*Stored data*:
------
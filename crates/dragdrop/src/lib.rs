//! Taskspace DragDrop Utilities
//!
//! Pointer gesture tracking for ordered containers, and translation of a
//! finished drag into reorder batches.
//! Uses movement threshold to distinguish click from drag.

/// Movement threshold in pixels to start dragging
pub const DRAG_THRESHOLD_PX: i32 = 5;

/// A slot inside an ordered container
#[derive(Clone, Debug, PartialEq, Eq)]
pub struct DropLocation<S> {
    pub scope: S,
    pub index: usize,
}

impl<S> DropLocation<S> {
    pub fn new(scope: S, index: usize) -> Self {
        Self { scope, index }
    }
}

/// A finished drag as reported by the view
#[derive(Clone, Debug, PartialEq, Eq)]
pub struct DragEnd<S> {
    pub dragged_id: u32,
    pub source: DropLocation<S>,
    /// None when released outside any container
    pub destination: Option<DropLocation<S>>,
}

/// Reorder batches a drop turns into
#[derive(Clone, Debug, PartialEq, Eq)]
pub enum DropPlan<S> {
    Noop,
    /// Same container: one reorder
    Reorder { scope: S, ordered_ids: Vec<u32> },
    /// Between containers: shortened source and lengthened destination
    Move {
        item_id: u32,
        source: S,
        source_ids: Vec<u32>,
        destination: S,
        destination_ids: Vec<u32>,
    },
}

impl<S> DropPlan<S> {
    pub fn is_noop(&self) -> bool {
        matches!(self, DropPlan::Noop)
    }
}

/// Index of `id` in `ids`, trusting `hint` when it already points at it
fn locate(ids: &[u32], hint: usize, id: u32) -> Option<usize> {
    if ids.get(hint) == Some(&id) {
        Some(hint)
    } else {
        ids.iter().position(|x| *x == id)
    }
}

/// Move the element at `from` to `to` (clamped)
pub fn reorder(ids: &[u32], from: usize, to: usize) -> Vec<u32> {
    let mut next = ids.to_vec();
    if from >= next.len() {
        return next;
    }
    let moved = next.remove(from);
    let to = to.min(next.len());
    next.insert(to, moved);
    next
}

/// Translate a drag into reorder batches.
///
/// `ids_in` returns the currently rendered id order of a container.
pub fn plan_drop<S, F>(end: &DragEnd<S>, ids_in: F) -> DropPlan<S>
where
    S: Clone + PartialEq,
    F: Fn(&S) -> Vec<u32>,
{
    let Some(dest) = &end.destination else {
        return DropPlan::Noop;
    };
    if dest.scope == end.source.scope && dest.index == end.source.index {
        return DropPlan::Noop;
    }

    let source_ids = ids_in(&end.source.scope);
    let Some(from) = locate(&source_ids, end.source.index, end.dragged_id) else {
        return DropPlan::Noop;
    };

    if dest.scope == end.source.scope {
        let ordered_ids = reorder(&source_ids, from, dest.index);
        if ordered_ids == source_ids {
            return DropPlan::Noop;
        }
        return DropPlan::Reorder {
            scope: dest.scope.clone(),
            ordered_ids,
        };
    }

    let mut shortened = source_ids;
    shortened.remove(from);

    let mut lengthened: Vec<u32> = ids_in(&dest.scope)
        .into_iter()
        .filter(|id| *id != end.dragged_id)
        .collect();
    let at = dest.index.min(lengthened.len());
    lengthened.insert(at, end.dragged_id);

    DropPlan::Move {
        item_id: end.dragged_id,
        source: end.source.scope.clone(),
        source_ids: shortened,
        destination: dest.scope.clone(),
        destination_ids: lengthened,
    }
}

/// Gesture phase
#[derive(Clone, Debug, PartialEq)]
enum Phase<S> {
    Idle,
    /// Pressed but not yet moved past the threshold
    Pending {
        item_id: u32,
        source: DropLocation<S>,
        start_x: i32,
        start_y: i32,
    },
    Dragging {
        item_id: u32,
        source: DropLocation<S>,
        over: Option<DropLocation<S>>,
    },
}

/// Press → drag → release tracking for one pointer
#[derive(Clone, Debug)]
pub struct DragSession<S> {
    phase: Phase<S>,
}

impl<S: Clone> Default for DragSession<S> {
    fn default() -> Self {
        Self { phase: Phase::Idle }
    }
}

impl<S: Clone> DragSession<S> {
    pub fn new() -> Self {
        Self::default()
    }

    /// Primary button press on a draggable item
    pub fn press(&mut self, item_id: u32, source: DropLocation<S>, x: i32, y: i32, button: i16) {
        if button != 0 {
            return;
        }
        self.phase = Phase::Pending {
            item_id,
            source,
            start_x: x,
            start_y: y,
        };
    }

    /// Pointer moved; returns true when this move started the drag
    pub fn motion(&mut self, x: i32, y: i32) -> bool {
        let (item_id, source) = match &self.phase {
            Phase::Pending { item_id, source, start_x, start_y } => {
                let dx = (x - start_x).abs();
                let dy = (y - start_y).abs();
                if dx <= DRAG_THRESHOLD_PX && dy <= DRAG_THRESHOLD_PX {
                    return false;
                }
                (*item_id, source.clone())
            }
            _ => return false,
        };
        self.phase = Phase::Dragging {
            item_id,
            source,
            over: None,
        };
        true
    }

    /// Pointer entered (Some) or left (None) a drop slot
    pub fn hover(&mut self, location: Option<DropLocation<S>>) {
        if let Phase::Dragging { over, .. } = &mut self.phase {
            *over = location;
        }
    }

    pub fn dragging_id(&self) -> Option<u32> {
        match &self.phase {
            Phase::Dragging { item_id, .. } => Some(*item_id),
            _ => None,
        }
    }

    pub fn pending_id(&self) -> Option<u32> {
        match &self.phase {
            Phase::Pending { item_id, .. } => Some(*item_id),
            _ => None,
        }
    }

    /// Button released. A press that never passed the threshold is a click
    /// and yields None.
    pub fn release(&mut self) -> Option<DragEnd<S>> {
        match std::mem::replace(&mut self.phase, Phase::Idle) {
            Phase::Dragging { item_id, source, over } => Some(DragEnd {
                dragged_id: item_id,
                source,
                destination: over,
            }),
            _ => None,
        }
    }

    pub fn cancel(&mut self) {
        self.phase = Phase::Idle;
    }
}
------
*INSTRUCTIONS FOR THE TASK*:
From the first line of the data above through the line containing "to start dragging", repeat each line exactly, and add nothing.

*OUTPUT FOR THIS EXERCISE*:
filename crates/dragdrop/src/lib.rs
//! Taskspace DragDrop Utilities
//!
//! Pointer gesture tracking for ordered containers, and translation of a
//! finished drag into reorder batches.
//! Uses movement threshold to distinguish click from drag.

/// Movement threshold in pixels to start dragging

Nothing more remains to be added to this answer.